Not at all. Instead, I am willing to consider that it can be both good or bad for workers, depending upon other conditions; and moreover to consider that "productivity", rotely measured in dollars and absent other exterior concerns, is not necessarily a be-all/end-all good in and of itself.

Just feels like you always start from the position of businesses are bad.

I work for a multi-billion dollar company... and employees "steal" from the business all the time. They take long lunches, they browse the internet all the time (guilty), they don't follow T&E standards... it goes both ways.

But your solution to your little graph above is to solve a small problem by further strangling growth in this country
 
And there's the key fallacy: assuming that said increase would be distributed per capita to workers, as opposed to retained by the few owners of vast capital.


Depends on what regulations we cut. Ending federal regulation of pot would open a 100 billion dollar market and create a ****load of jobs. The lowest incomes would benefit the most as they are the most targeted and adversely affected by this federal regulation.

Many other regulations have been Weaponized for police to use the poorest as atm machines. For example one story I posted last week about jacksonville. The city was poorly designed and some people have to go miles out of their way to legally cross a street. They hire an expert consultant who tells them no amount of enforcement is going to change behavior because of how poorly the city is built so he recommended they invest in improving that rather than fining people to death. Yeah he was ignored. Now we have cops stalking the poorest communities handing out fines to the people who can least afford it for **** that isn't their fault. That's one regulation that is huge. In fact most regulations like jay walking are used as excuses to rob poor people. Ending these would sit ifixanrlt help the poorest. We could also save billions in incarceration.

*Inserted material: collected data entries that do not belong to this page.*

//! Constants for metric extraction, aggregation and statistical analysis

/// Names of the metrics derived from usage events
pub mod metric_names {
    pub const CONVERSATIONS_CREATED: &str = "conversations.created";
    pub const MESSAGES_SENT: &str = "messages.sent";
    pub const MESSAGE_LENGTH: &str = "messages.length";
    pub const TOKENS: &str = "tokens";
    pub const PROMPT_TOKENS: &str = "tokens.prompt";
    pub const COMPLETION_TOKENS: &str = "tokens.completion";
    pub const TOKEN_COST: &str = "tokens.cost";
    pub const USER_ACTIVITY: &str = "users.activity";
    pub const USER_ENGAGEMENT: &str = "users.engagement";
}

/// Tag keys attached to derived points
pub mod tag_keys {
    pub const ROLE: &str = "role";
    pub const MODEL: &str = "model";
    pub const ACTION: &str = "action";
}

/// Bucket widths in seconds
pub mod intervals {
    pub const ONE_MINUTE_SECS: i64 = 60;
    pub const FIVE_MINUTES_SECS: i64 = 5 * ONE_MINUTE_SECS;
    pub const ONE_HOUR_SECS: i64 = 60 * ONE_MINUTE_SECS;
    pub const ONE_DAY_SECS: i64 = 24 * ONE_HOUR_SECS;
}

/// Thresholds used by the statistical analyzer
pub mod statistical {
    /// Minimum number of samples for a least-squares trend
    pub const MIN_TREND_POINTS: usize = 3;

    /// Slope above which a trend is increasing (and below the negation, decreasing)
    pub const TREND_SLOPE_THRESHOLD: f64 = 0.01;

    /// Largest autocorrelation lag inspected for seasonality
    pub const MAX_SEASONALITY_LAG: usize = 50;

    /// Lags are limited to this fraction of the series length (n / 4)
    pub const SEASONALITY_LAG_DIVISOR: usize = 4;

    /// Autocorrelation a lag must exceed to count as a seasonal period
    pub const SEASONALITY_THRESHOLD: f64 = 0.5;

    /// Z-score above which a sample is a medium severity anomaly
    pub const MEDIUM_ANOMALY_SIGMA: f64 = 2.0;

    /// Z-score above which a sample is a high severity anomaly
    pub const HIGH_ANOMALY_SIGMA: f64 = 3.0;

    /// Interquartile range multiplier for summary outliers
    pub const IQR_OUTLIER_FACTOR: f64 = 1.5;

    /// Percentiles reported by the summary
    pub const SUMMARY_PERCENTILES: [f64; 6] = [25.0, 50.0, 75.0, 90.0, 95.0, 99.0];
}

/// Retention policy constants
pub mod retention {
    /// Aggregated buckets outlive raw points by this factor
    pub const DEFAULT_BUCKET_RETENTION_MULTIPLIER: u32 = 7;

    /// Default raw retention in days
    pub const DEFAULT_RETENTION_DAYS: u32 = 30;
}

We flat out leave 1-2 trillion on the table every year with bull**** regulations. That's the price you pay I guess for letting one business vote to make a competitor illegal.
 
Economic growth is never a bad thing. Economic opportunity is the only thing that can pull people out of poverty. No government assistance which just keeps them there.
 
i have never said how i view Che

other than that comment that he is far from the only leader to have killed people.
 
i have never said how i view Che

other than that comment that he is far from the only leader to have killed people.

if my memory serves - and it usually does... there was a poster who posted a pic of Collin Kaepernick rocking a Che shirt... and you responded with "what's wrong with Che?"